The rival media ecosystem chose cash over truth also. It could have responded to the last election by looking harder at the tensions they didn’t see coming in Trump’s America, which might have meant a more intense examination of the problems that gave Trump his opening: the jobs that never came back after bankers and retailers decided to move them to unfree labor zones in places like China, the severe debt and addiction crises, the ridiculous contradiction of an expanding international military garrison manned by a population fast losing belief in the mission, etc., etc.
Instead, outlets like CNN and MSNBC took a Fox-like approach, downplaying issues in favor of shoving Trump’s agitating personality in the faces of audiences over and over, to the point where many people could no longer think about anything else. To juice ratings, the Trump story — which didn’t need the slightest exaggeration to be fantastic — was more or less constantly distorted.

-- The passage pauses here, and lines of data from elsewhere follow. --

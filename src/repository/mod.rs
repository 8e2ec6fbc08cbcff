//! Complaint repository
//!
//! The single mutation path for stored complaints. Backings:
//! - [`MemoryRepository`]: process-local map, used for tests and demo runs
//! - [`PgRepository`]: PostgreSQL via sqlx

mod memory;
mod postgres;
pub mod seed;

pub use memory::MemoryRepository;
pub use postgres::PgRepository;

use crate::lifecycle::{check_record, LifecycleError};
use crate::models::{Complaint, ComplaintId, StatusChange};
use async_trait::async_trait;
use thiserror::Error;

#[derive(Debug, Error)]
pub enum RepositoryError {
    #[error("Complaint {0} not found")]
    NotFound(ComplaintId),

    #[error("Complaint ID {0} is already in use")]
    DuplicateId(ComplaintId),

    #[error(transparent)]
    InvalidTransition(#[from] LifecycleError),

    #[error("Refusing to store complaint: {0}")]
    MalformedRecord(LifecycleError),

    #[error("Stored complaint {id} is inconsistent: {reason}")]
    Corrupt { id: ComplaintId, reason: String },

    #[error("Database error: {0}")]
    Database(#[from] sqlx::Error),
}

/// Gate for `insert`: only records with a consistent history are stored
fn check_insertable(complaint: &Complaint) -> Result<(), RepositoryError> {
    check_record(complaint).map_err(RepositoryError::MalformedRecord)
}

#[async_trait]
pub trait ComplaintRepository: Send + Sync {
    /// Side-effect free lookup
    async fn find(&self, id: &ComplaintId) -> Result<Option<Complaint>, RepositoryError>;

    /// Store a new complaint; fails with `MalformedRecord` if its history is
    /// inconsistent and `DuplicateId` if the ID exists
    async fn insert(&self, complaint: Complaint) -> Result<ComplaintId, RepositoryError>;

    /// Validate `change` against the complaint's current state and append it.
    /// Calls for the same complaint are serialized.
    async fn append_update(
        &self,
        id: &ComplaintId,
        change: StatusChange,
    ) -> Result<Complaint, RepositoryError>;

    /// All complaints in insertion order
    async fn list(&self) -> Result<Vec<Complaint>, RepositoryError>;
}
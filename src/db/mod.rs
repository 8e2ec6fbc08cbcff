//! Database module

mod pool;

pub use pool::*;
//! Application configuration
//!
//! Loads configuration from environment variables with sensible defaults.

use std::env;
use std::str::FromStr;
use std::time::Duration;

/// Application configuration
#[derive(Debug, Clone)]
pub struct Config {
    /// Server host address
    pub host: String,
    /// Server port
    pub port: u16,
    /// PostgreSQL connection URL; the in-memory store is used when absent
    pub database_url: Option<String>,
    /// Load the demo complaints at startup
    pub seed_demo_data: bool,
    /// Simulated delay of the built-in classifier
    pub classifier_latency: Duration,
    /// Upper bound on a single classification call
    pub classification_timeout: Duration,
    /// Maximum request body size in bytes
    pub max_body_size: usize,
    /// CORS allowed origins (production only)
    pub cors_origins: Vec<String>,
    /// Environment (development/production)
    pub environment: Environment,
}

#[derive(Debug, Clone, PartialEq)]
pub enum Environment {
    Development,
    Production,
}

impl Config {
    /// Load configuration from environment variables
    pub fn from_env() -> Result<Self, ConfigError> {
        dotenvy::dotenv().ok();
        Self::from_lookup(|key| env::var(key).ok())
    }

    /// Build configuration from an arbitrary variable source
    pub fn from_lookup<F>(lookup: F) -> Result<Self, ConfigError>
    where
        F: Fn(&str) -> Option<String>,
    {
        let environment = match lookup("ENVIRONMENT")
            .unwrap_or_else(|| "development".to_string())
            .to_lowercase()
            .as_str()
        {
            "production" | "prod" => Environment::Production,
            _ => Environment::Development,
        };

        // DATABASE_URL, or the individual components when all are present
        let database_url = lookup("DATABASE_URL").or_else(|| {
            let host = lookup("DATABASE_SERVER_HOST")?;
            let port = lookup("DATABASE_SERVER_PORT").unwrap_or_else(|| "5432".to_string());
            let user = lookup("DATABASE_SERVER_USER")?;
            let password = lookup("DATABASE_PASSWORD")?;
            let db = lookup("DATABASE_DB")?;
            Some(format!(
                "postgres://{}:{}@{}:{}/{}",
                user, password, host, port, db
            ))
        });

        // Demo data only makes sense against a throwaway store
        let seed_default = environment == Environment::Development && database_url.is_none();

        Ok(Config {
            host: lookup("HOST").unwrap_or_else(|| "0.0.0.0".to_string()),
            port: parse_or(&lookup, "PORT", 8080)?,
            seed_demo_data: parse_bool(&lookup, "SEED_DEMO_DATA", seed_default)?,
            classifier_latency: Duration::from_millis(parse_or(
                &lookup,
                "CLASSIFIER_LATENCY_MS",
                0,
            )?),
            classification_timeout: Duration::from_secs(parse_or(
                &lookup,
                "CLASSIFICATION_TIMEOUT_SECS",
                10,
            )?),
            max_body_size: parse_or(&lookup, "MAX_BODY_SIZE", 1024 * 1024)?, // 1MB default
            cors_origins: lookup("CORS_ORIGINS")
                .map(|s| {
                    s.split(',')
                        .map(|o| o.trim().to_string())
                        .filter(|o| !o.is_empty())
                        .collect()
                })
                .unwrap_or_else(|| vec!["http://localhost:8080".to_string()]),
            database_url,
            environment,
        })
    }

    /// Check if running in production
    pub fn is_production(&self) -> bool {
        self.environment == Environment::Production
    }

    /// Get the server address
    pub fn server_addr(&self) -> String {
        format!("{}:{}", self.host, self.port)
    }
}

fn parse_or<F, T>(lookup: &F, key: &str, default: T) -> Result<T, ConfigError>
where
    F: Fn(&str) -> Option<String>,
    T: FromStr,
{
    match lookup(key) {
        Some(raw) => raw
            .trim()
            .parse()
            .map_err(|_| ConfigError::Invalid(format!("{}={}", key, raw))),
        None => Ok(default),
    }
}

fn parse_bool<F>(lookup: &F, key: &str, default: bool) -> Result<bool, ConfigError>
where
    F: Fn(&str) -> Option<String>,
{
    match lookup(key).map(|v| v.trim().to_lowercase()) {
        None => Ok(default),
        Some(v) => match v.as_str() {
            "1" | "true" | "yes" | "on" => Ok(true),
            "0" | "false" | "no" | "off" => Ok(false),
            _ => Err(ConfigError::Invalid(format!("{}={}", key, v))),
        },
    }
}

#[derive(Debug, thiserror::Error)]
pub enum ConfigError {
    #[error("Invalid configuration: {0}")]
    Invalid(String),
}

Trump began to be described as a cause of America’s problems, rather than a symptom, and his followers, every last one, were demonized right along with him, in caricatures that tickled the urbane audiences of channels like CNN but made conservatives want to reach for something sharp. This technique was borrowed from Fox, which learned in the Bush years that you could boost ratings by selling audiences on the idea that their liberal neighbors were terrorist traitors. Such messaging worked better by far than bashing al-Qaeda, because this enemy was closer, making the hate more real.